▸ **Task item**
Find the lines below that contain the string "repository". Copy each one.

▸ **Recorded information**
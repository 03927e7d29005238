// Spotify integration - related-artist lookups against the Web API
// Login/refresh lives outside the engine; we only get handed a valid access token

use crate::auth::Credential;
use crate::config::SpotifyConfig;
use crate::music::{ArtistId, MusicApi, MusicApiError};
use async_trait::async_trait;
use serde::Deserialize;
use std::time::Duration;
use tracing::debug;

pub struct SpotifyClient {
    http: reqwest::Client,
    api_base_url: String,
}

#[derive(Debug, Deserialize)]
struct RelatedArtistsResponse {
    #[serde(default)]
    artists: Vec<SpotifyArtist>,
}

#[derive(Debug, Deserialize)]
struct SpotifyArtist {
    id: String,
    #[allow(dead_code)]
    name: String,
}

#[derive(Debug, Deserialize)]
struct SpotifyErrorBody {
    error: SpotifyErrorDetail,
}

#[derive(Debug, Deserialize)]
struct SpotifyErrorDetail {
    message: String,
}

impl SpotifyClient {
    pub fn new(config: &SpotifyConfig) -> Result<Self, MusicApiError> {
        let http = reqwest::Client::builder()
            .timeout(Duration::from_secs(config.timeout_seconds))
            .build()
            .map_err(|e| MusicApiError::Transport(e.to_string()))?;

        Ok(Self {
            http,
            api_base_url: config.api_base_url.trim_end_matches('/').to_string(),
        })
    }
}

#[async_trait]
impl MusicApi for SpotifyClient {
    async fn similar_artists(
        &self,
        credential: &Credential,
        artist_id: &ArtistId,
    ) -> Result<Vec<ArtistId>, MusicApiError> {
        let url = format!("{}/artists/{}/related-artists", self.api_base_url, artist_id);
        debug!("GET {}", url);

        let response = self
            .http
            .get(&url)
            .header(reqwest::header::AUTHORIZATION, credential.bearer_header())
            .send()
            .await
            .map_err(|e| MusicApiError::Transport(e.to_string()))?;

        let status = response.status();
        if !status.is_success() {
            // Spotify wraps errors as {"error": {"status": .., "message": ..}}
            let message = match response.json::<SpotifyErrorBody>().await {
                Ok(body) => body.error.message,
                Err(_) => status.canonical_reason().unwrap_or("unknown error").to_string(),
            };
            return Err(MusicApiError::Status {
                code: status.as_u16(),
                message,
            });
        }

        let body: RelatedArtistsResponse = response
            .json()
            .await
            .map_err(|e| MusicApiError::Decode(e.to_string()))?;

        Ok(body
            .artists
            .into_iter()
            .filter(|artist| !artist.id.is_empty())
            .map(|artist| ArtistId(artist.id))
            .collect())
    }
}
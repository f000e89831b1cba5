// user.rs — User directory subcommands: add, list.

use anyhow::bail;
use clap::Subcommand;

use lf_laudo::Role;

use super::Context;

#[derive(Subcommand)]
pub enum UserCommands {
    /// Register a new user. Role is fixed at creation.
    Add {
        /// Username (unique).
        username: String,
        /// Role: tecnico, encarregado, vendedor, or admin.
        role: String,
    },
    /// List all registered users.
    List,
}

pub fn execute(cmd: &UserCommands, ctx: &Context) -> anyhow::Result<()> {
    match cmd {
        UserCommands::Add { username, role } => add(ctx, username, role),
        UserCommands::List => list(ctx),
    }
}

fn add(ctx: &Context, username: &str, role: &str) -> anyhow::Result<()> {
    let role = parse_role(role)?;
    let mut users = ctx.users()?;
    let user = users.add(username, role)?;
    println!("User registered: {} ({}, {})", user.username, user.role, user.id);
    Ok(())
}

fn list(ctx: &Context) -> anyhow::Result<()> {
    let users = ctx.users()?;
    let all = users.list();

    if all.is_empty() {
        println!("No users registered.");
        return Ok(());
    }

    println!("{:<38} {:<16} {:<12}", "ID", "USERNAME", "ROLE");
    println!("{}", "-".repeat(66));
    for u in all {
        println!("{:<38} {:<16} {:<12}", u.id, u.username, u.role.to_string());
    }
    Ok(())
}

fn parse_role(s: &str) -> anyhow::Result<Role> {
    match s {
        "tecnico" => Ok(Role::Tecnico),
        "encarregado" => Ok(Role::Encarregado),
        "vendedor" => Ok(Role::Vendedor),
        "admin" => Ok(Role::Admin),
        other => bail!("unknown role: {} (expected tecnico, encarregado, vendedor, or admin)", other),
    }
}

▸ **Answer for the task**
repository 03927e7d29005238
repository f000e89831b1cba5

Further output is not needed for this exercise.